EXERCISE DIRECTIONS: Restate all the data word for word, leaving nothing out.

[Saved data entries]
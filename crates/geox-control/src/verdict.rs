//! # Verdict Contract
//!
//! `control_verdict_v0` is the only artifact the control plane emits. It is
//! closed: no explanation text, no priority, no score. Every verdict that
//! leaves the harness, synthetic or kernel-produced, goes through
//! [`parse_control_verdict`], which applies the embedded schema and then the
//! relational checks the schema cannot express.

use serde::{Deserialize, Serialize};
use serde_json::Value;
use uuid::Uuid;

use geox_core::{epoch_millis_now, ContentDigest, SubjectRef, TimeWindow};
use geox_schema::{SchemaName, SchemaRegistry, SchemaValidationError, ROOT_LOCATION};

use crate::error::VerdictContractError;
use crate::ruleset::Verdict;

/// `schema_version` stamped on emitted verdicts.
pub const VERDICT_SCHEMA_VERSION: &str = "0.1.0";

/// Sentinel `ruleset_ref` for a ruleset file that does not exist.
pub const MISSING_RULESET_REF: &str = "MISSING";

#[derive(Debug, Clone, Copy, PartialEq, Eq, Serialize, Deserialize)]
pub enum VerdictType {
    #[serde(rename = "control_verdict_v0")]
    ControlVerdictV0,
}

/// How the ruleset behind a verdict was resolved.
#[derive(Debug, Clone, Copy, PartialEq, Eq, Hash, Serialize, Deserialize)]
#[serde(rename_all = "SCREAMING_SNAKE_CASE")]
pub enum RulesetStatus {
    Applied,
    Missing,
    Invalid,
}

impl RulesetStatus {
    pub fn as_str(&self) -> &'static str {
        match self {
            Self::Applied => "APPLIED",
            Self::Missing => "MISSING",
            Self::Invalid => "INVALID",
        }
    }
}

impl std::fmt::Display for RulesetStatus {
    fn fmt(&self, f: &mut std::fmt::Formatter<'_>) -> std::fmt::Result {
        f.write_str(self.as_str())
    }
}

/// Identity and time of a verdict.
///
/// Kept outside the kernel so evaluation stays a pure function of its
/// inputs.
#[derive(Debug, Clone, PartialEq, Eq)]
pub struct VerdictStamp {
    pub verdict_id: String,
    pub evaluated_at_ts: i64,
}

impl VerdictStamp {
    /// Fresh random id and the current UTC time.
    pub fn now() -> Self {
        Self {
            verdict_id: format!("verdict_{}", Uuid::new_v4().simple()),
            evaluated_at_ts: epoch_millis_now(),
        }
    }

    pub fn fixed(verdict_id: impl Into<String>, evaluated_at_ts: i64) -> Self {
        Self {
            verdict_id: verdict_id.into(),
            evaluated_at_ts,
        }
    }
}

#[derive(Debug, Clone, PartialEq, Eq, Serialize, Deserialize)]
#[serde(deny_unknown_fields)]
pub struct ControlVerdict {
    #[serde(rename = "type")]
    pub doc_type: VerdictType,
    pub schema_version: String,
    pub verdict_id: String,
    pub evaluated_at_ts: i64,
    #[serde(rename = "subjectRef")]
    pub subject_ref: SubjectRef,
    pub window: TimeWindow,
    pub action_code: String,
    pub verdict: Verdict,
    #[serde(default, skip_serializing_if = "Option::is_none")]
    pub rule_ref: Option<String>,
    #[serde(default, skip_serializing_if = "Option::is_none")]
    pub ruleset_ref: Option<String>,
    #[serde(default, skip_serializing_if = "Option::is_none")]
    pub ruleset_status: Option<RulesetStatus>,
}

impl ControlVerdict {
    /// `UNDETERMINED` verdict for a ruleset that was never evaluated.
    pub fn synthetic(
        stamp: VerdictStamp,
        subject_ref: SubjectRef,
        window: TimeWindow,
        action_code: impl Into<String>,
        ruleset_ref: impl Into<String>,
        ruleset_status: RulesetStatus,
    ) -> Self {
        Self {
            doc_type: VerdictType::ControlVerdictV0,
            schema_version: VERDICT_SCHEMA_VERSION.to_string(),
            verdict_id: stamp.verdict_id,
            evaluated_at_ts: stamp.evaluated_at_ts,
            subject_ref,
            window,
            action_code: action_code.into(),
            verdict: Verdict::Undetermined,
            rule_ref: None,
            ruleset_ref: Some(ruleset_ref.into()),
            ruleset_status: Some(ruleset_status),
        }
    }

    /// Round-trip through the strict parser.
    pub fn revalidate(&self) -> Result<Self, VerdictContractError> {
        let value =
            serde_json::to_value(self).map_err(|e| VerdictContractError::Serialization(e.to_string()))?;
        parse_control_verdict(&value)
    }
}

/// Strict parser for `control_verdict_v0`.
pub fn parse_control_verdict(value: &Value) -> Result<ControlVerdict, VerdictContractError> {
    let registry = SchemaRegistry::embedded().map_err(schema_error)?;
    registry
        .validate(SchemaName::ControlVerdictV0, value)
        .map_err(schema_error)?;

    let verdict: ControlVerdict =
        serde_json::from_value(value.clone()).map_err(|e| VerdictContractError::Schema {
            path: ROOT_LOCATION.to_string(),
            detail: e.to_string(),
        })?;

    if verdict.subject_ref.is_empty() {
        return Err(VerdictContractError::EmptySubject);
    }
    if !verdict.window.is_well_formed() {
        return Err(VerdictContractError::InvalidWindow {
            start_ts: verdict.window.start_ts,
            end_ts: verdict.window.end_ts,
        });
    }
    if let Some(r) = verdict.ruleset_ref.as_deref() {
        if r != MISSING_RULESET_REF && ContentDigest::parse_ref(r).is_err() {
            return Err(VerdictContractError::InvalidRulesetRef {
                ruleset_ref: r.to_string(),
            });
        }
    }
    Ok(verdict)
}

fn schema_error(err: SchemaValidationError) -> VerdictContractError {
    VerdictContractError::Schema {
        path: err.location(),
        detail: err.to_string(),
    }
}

COMPLETED TASK:
filename crates/geox-control/src/verdict.rs
//! # Verdict Contract
//!
//! `control_verdict_v0` is the only artifact the control plane emits. It is
//! closed: no explanation text, no priority, no score. Every verdict that
//! leaves the harness, synthetic or kernel-produced, goes through
//! [`parse_control_verdict`], which applies the embedded schema and then the
//! relational checks the schema cannot express.

use serde::{Deserialize, Serialize};
use serde_json::Value;
use uuid::Uuid;

use geox_core::{epoch_millis_now, ContentDigest, SubjectRef, TimeWindow};
use geox_schema::{SchemaName, SchemaRegistry, SchemaValidationError, ROOT_LOCATION};

use crate::error::VerdictContractError;
use crate::ruleset::Verdict;

/// `schema_version` stamped on emitted verdicts.
pub const VERDICT_SCHEMA_VERSION: &str = "0.1.0";

/// Sentinel `ruleset_ref` for a ruleset file that does not exist.
pub const MISSING_RULESET_REF: &str = "MISSING";

#[derive(Debug, Clone, Copy, PartialEq, Eq, Serialize, Deserialize)]
pub enum VerdictType {
    #[serde(rename = "control_verdict_v0")]
    ControlVerdictV0,
}

/// How the ruleset behind a verdict was resolved.
#[derive(Debug, Clone, Copy, PartialEq, Eq, Hash, Serialize, Deserialize)]
#[serde(rename_all = "SCREAMING_SNAKE_CASE")]
pub enum RulesetStatus {
    Applied,
    Missing,
    Invalid,
}

impl RulesetStatus {
    pub fn as_str(&self) -> &'static str {
        match self {
            Self::Applied => "APPLIED",
            Self::Missing => "MISSING",
            Self::Invalid => "INVALID",
        }
    }
}

impl std::fmt::Display for RulesetStatus {
    fn fmt(&self, f: &mut std::fmt::Formatter<'_>) -> std::fmt::Result {
        f.write_str(self.as_str())
    }
}

/// Identity and time of a verdict.
///
/// Kept outside the kernel so evaluation stays a pure function of its
/// inputs.
#[derive(Debug, Clone, PartialEq, Eq)]
pub struct VerdictStamp {
    pub verdict_id: String,
    pub evaluated_at_ts: i64,
}

impl VerdictStamp {
    /// Fresh random id and the current UTC time.
    pub fn now() -> Self {
        Self {
            verdict_id: format!("verdict_{}", Uuid::new_v4().simple()),
            evaluated_at_ts: epoch_millis_now(),
        }
    }

    pub fn fixed(verdict_id: impl Into<String>, evaluated_at_ts: i64) -> Self {
        Self {
            verdict_id: verdict_id.into(),
            evaluated_at_ts,
        }
    }
}

#[derive(Debug, Clone, PartialEq, Eq, Serialize, Deserialize)]
#[serde(deny_unknown_fields)]
pub struct ControlVerdict {
    #[serde(rename = "type")]
    pub doc_type: VerdictType,
    pub schema_version: String,
    pub verdict_id: String,
    pub evaluated_at_ts: i64,
    #[serde(rename = "subjectRef")]
    pub subject_ref: SubjectRef,
    pub window: TimeWindow,
    pub action_code: String,
    pub verdict: Verdict,
    #[serde(default, skip_serializing_if = "Option::is_none")]
    pub rule_ref: Option<String>,
    #[serde(default, skip_serializing_if = "Option::is_none")]
    pub ruleset_ref: Option<String>,
    #[serde(default, skip_serializing_if = "Option::is_none")]
    pub ruleset_status: Option<RulesetStatus>,
}

impl ControlVerdict {
    /// `UNDETERMINED` verdict for a ruleset that was never evaluated.
    pub fn synthetic(
        stamp: VerdictStamp,
        subject_ref: SubjectRef,
        window: TimeWindow,
        action_code: impl Into<String>,
        ruleset_ref: impl Into<String>,
        ruleset_status: RulesetStatus,
    ) -> Self {
        Self {
            doc_type: VerdictType::ControlVerdictV0,
            schema_version: VERDICT_SCHEMA_VERSION.to_string(),
            verdict_id: stamp.verdict_id,
            evaluated_at_ts: stamp.evaluated_at_ts,
            subject_ref,
            window,
            action_code: action_code.into(),
            verdict: Verdict::Undetermined,
            rule_ref: None,
            ruleset_ref: Some(ruleset_ref.into()),
            ruleset_status: Some(ruleset_status),
        }
    }

    /// Round-trip through the strict parser.
    pub fn revalidate(&self) -> Result<Self, VerdictContractError> {
        let value =
            serde_json::to_value(self).map_err(|e| VerdictContractError::Serialization(e.to_string()))?;
        parse_control_verdict(&value)
    }
}

/// Strict parser for `control_verdict_v0`.
pub fn parse_control_verdict(value: &Value) -> Result<ControlVerdict, VerdictContractError> {
    let registry = SchemaRegistry::embedded().map_err(schema_error)?;
    registry
        .validate(SchemaName::ControlVerdictV0, value)
        .map_err(schema_error)?;

    let verdict: ControlVerdict =
        serde_json::from_value(value.clone()).map_err(|e| VerdictContractError::Schema {
            path: ROOT_LOCATION.to_string(),
            detail: e.to_string(),
        })?;

    if verdict.subject_ref.is_empty() {
        return Err(VerdictContractError::EmptySubject);
    }
    if !verdict.window.is_well_formed() {
        return Err(VerdictContractError::InvalidWindow {
            start_ts: verdict.window.start_ts,
            end_ts: verdict.window.end_ts,
        });
    }
    if let Some(r) = verdict.ruleset_ref.as_deref() {
        if r != MISSING_RULESET_REF && ContentDigest::parse_ref(r).is_err() {
            return Err(VerdictContractError::InvalidRulesetRef {
                ruleset_ref: r.to_string(),
            });
        }
    }
    Ok(verdict)
}

fn schema_error(err: SchemaValidationError) -> VerdictContractError {
    VerdictContractError::Schema {
        path: err.location(),
        detail: err.to_string(),
    }
}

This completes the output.